MPs' criticism of GP pay rises under the new GMS contract has been condemned by the GPC as 'based on an out-of-date understanding of the current situation'.

Laurence Buckman
Laurence Buckman

Report 'NHS Pay Modernisation: New Contracts for GP Services in England', published today by the Public Accounts Committee, says GP income increased by 58 per cent since 2003.

GPC chairman Dr Laurence Buckman said: ‘The GP contract is now quite different to the deal originally agreed in 2003 and much of the criticism in this report is based on an out-of-date understanding of the current situation.

‘Issues such as the phasing out of MPIG are already being worked on through negotiation. We want to reduce practices' reliance on MPIG and create a fairer system but if it's done too quickly it will damage practices and the services they provide for patients.'

Practice income rose sharply after 2003 but global sums have been frozen for the last three years. GPC deputy chairman Dr Richard Vautrey told the RCGP's annual conference in Bournemouth last week that the credit crunch meant pay awards will be ‘a challenge for next few years'.

The report shows that the overspend on the first three years of the new GMS contract was recouped by the end of March this year.

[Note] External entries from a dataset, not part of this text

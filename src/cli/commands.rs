use crate::cli::args::*;
use crate::cli::completions::handle_completion_command;
use crate::locations::export::ReportWriter;
use crate::locations::inventory::export_all;
use crate::locations::update::{SublocationUpdater, UpdateOptions};
use crate::utils::config::{FileConfig, Settings};
use crate::utils::errors::{Result, ZiaCliError};
use crate::utils::output::OutputFormat;
use crate::zia::auth::Credentials;
use crate::zia::client::ZiaClient;
use std::io;
use std::path::PathBuf;
use std::time::Duration;

pub async fn handle_command(cli: Cli) -> Result<()> {
    // Initialize logging - always to stderr
    if !cli.quiet {
        let log_level = match cli.verbose {
            0 => "zia_locations=warn",  // Default: warnings only
            1 => "zia_locations=info",  // -v: info level
            2 => "zia_locations=debug", // -vv: debug level
            _ => "zia_locations=trace", // -vvv+: trace level
        };

        tracing_subscriber::fmt()
            .with_writer(io::stderr)
            .with_env_filter(log_level)
            .init();
    }

    // Create output formatter
    let output = OutputFormat::new(cli.raw);

    if let Commands::Completion { ref command } = cli.command {
        return handle_completion_command(command);
    }

    let settings = Settings::resolve(&cli, FileConfig::load_for(&cli)?)?;

    match cli.command {
        Commands::Export { output_dir } => {
            handle_export_command(&settings, output_dir, &output).await
        }
        Commands::UpdateSublocations {
            marker,
            pause_ms,
            dry_run,
            activate,
        } => {
            let options = UpdateOptions {
                marker: marker.unwrap_or_else(|| settings.marker.clone()),
                pause: pause_ms.map(Duration::from_millis).unwrap_or(settings.pause),
                dry_run,
                activate,
            };
            handle_update_command(&settings, options, &output).await
        }
        Commands::Completion { .. } => Ok(()),
    }
}

async fn handle_export_command(
    settings: &Settings,
    output_dir: Option<PathBuf>,
    output: &OutputFormat,
) -> Result<()> {
    let output_dir = output_dir.unwrap_or_else(|| settings.output_dir.clone());
    let writer = ReportWriter::new(&output_dir)?;

    let client = connect(settings).await?;
    let result = export_all(&client, &writer).await;
    close(&client).await;
    let reports = result?;

    let sublocations: usize = reports.iter().map(|r| r.sublocations.len()).sum();
    let credentials: usize = reports.iter().map(|r| r.vpn_credentials.len()).sum();
    output.print_key_value(&[
        ("Locations".to_string(), reports.len().to_string()),
        ("VPN credentials".to_string(), credentials.to_string()),
        ("Sub-locations".to_string(), sublocations.to_string()),
        (
            "Merged JSON".to_string(),
            writer.merged_path().display().to_string(),
        ),
        ("CSV".to_string(), writer.csv_path().display().to_string()),
    ]);
    Ok(())
}

async fn handle_update_command(
    settings: &Settings,
    options: UpdateOptions,
    output: &OutputFormat,
) -> Result<()> {
    if options.marker.is_empty() {
        return Err(ZiaCliError::InvalidInput(
            "Marker must not be empty, it would select every sub-location".to_string(),
        ));
    }

    let client = connect(settings).await?;
    let result = SublocationUpdater::new(&client, options).run().await;
    close(&client).await;
    let summary = result?;

    output.print_key_value(&summary.rows());
    Ok(())
}

/// Build the client for a run and open its session
async fn connect(settings: &Settings) -> Result<ZiaClient> {
    let credentials = credentials(settings)?;
    let client = ZiaClient::connect(settings.base_url.clone(), settings.retry.clone())?;
    tracing::debug!("Using API at {}", client.base_url());
    client.login(&credentials).await?;
    Ok(client)
}

async fn close(client: &ZiaClient) {
    if let Err(e) = client.logout().await {
        tracing::warn!("Failed to close session: {e}");
    }
}

fn credentials(settings: &Settings) -> Result<Credentials> {
    let username = settings.username.clone().ok_or_else(|| {
        ZiaCliError::Config("Username required (--username or ZIA_USERNAME)".to_string())
    })?;
    let api_key = settings.api_key.clone().ok_or_else(|| {
        ZiaCliError::Config("API key required (--api-key or ZIA_API_KEY)".to_string())
    })?;
    let password = match &settings.password {
        Some(password) => password.clone(),
        None => rpassword::prompt_password(format!("Password for {username}: "))
            .map_err(|e| ZiaCliError::Auth(format!("Failed to read password: {e}")))?,
    };

    Ok(Credentials {
        username,
        password,
        api_key,
    })
}
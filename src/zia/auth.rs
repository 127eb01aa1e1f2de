use crate::utils::errors::{Result, ZiaCliError};
use crate::zia::executor::{ApiRequest, RequestExecutor, Transport};
use serde_json::json;

/// Credentials for `POST /authenticatedSession`
pub struct Credentials {
    pub username: String,
    pub password: String,
    pub api_key: String,
}

impl std::fmt::Debug for Credentials {
    fn fmt(&self, f: &mut std::fmt::Formatter<'_>) -> std::fmt::Result {
        f.debug_struct("Credentials")
            .field("username", &self.username)
            .finish_non_exhaustive()
    }
}

/// Obfuscate the API key with the millisecond timestamp sent alongside it.
///
/// The last six digits of the timestamp index into the key, followed by the
/// digits of that number shifted right by one, each offset by two.
pub fn obfuscate_api_key(api_key: &str, timestamp_ms: i64) -> Result<String> {
    let key: Vec<char> = api_key.chars().collect();
    if key.len() < 12 {
        return Err(ZiaCliError::Auth(
            "API key must be at least 12 characters".to_string(),
        ));
    }

    let now = timestamp_ms.to_string();
    let tail = &now[now.len().saturating_sub(6)..];
    let high: u32 = tail
        .parse()
        .map_err(|_| ZiaCliError::Auth(format!("Invalid timestamp: {timestamp_ms}")))?;
    let shifted = format!("{:06}", high >> 1);

    let mut obfuscated = String::with_capacity(12);
    for digit in tail.chars().filter_map(|c| c.to_digit(10)) {
        obfuscated.push(key[digit as usize]);
    }
    for digit in shifted.chars().filter_map(|c| c.to_digit(10)) {
        obfuscated.push(key[digit as usize + 2]);
    }

    Ok(obfuscated)
}

pub struct ZiaAuth<'a, T: Transport> {
    executor: &'a RequestExecutor<T>,
    base_url: &'a str,
}

impl<'a, T: Transport> ZiaAuth<'a, T> {
    pub fn new(executor: &'a RequestExecutor<T>, base_url: &'a str) -> Self {
        Self { executor, base_url }
    }

    fn session_url(&self) -> String {
        format!("{}/authenticatedSession", self.base_url)
    }

    /// Open a session; the cookie lands in the transport's cookie store
    pub async fn login(&self, credentials: &Credentials) -> Result<()> {
        let timestamp = chrono::Utc::now().timestamp_millis();
        let payload = json!({
            "apiKey": obfuscate_api_key(&credentials.api_key, timestamp)?,
            "username": credentials.username,
            "password": credentials.password,
            "timestamp": timestamp,
        });

        self.executor
            .execute(&ApiRequest::post(self.session_url(), Some(payload)).fail_fast())
            .await
            .map_err(|e| ZiaCliError::Auth(format!("Login failed: {e}")))?;

        tracing::info!("Authenticated as {}", credentials.username);
        Ok(())
    }

    /// Close the session, ignoring an already expired one
    pub async fn logout(&self) -> Result<()> {
        self.executor
            .execute(&ApiRequest::delete(self.session_url()).optional())
            .await?;
        tracing::debug!("Session closed");
        Ok(())
    }
}
pub mod auth;
pub mod client;
pub mod executor;

use reqwest::Client;
use serde_json::Value;
use std::time::Duration;

/// Per-call socket timeout; the retry budget bounds everything else.
pub const REQUEST_TIMEOUT: Duration = Duration::from_secs(30);

/// Create the HTTP client shared by every call of a run.
///
/// The cookie store carries the `JSESSIONID` obtained at login.
pub fn create_http_client() -> Result<Client, reqwest::Error> {
    Client::builder()
        .timeout(REQUEST_TIMEOUT)
        .cookie_store(true)
        .use_rustls_tls()
        .build()
}

/// Build the API root for a ZIA cloud, e.g. `zscaler.net`
pub fn base_url_for_cloud(cloud: &str) -> String {
    format!("https://zsapi.{}/api/v1", cloud.trim_end_matches('/'))
}

/// Extract an array payload, treating `null` as empty
pub fn extract_array(response: Value) -> Option<Vec<Value>> {
    match response {
        Value::Array(items) => Some(items),
        Value::Null => Some(Vec::new()),
        _ => None,
    }
}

It estimates the overspend at £1.8 billion between 2003/4 and 2005/6.

It says: ‘The DoH believes the cost of the contract is now under closer control and that by the end of 2008 it will have recovered any overspend.'

However, the supplementary evidence in the 52-page report shows that NHS chief executive David Nicholson put the overspend at £400 million, rather than £1.8 billion.

The report adds: ‘There is evidence that the DoH reduced its estimation of performance under the framework when budgeting for the increased cost due to the MPIG.'

In evidence to the PAC in March Mr Nicholson said: ‘It's true that we did overspend the amount of money available to us but in the last two years we will have clawed the money back.'

The report estimates that the major reasons for the overspend were the extra costs of the quality framework (£332 million) after practice performance exceeded expectation and the higher price of allowing practices to opt out of 24-hour responsibility (£182 million).

Report recommendations include piloting major change so cost can be more accurately predicted.

Another recommendation is that: ‘The DoH should consider replacing the MPIG with a redesigned global sum allocation in order to move the money into areas of greatest need.'

Another recommendation calls for the quality framework to be better aligned with national health priorities, giving greater priority to outcomes rather than procedures.

The report adds that in 2006/7 71 per cent of PCTs did not spend their allocation for local enhanced services.

‘These allocations were expected to be the minimum level that a trust would spend on enhanced services,' it adds.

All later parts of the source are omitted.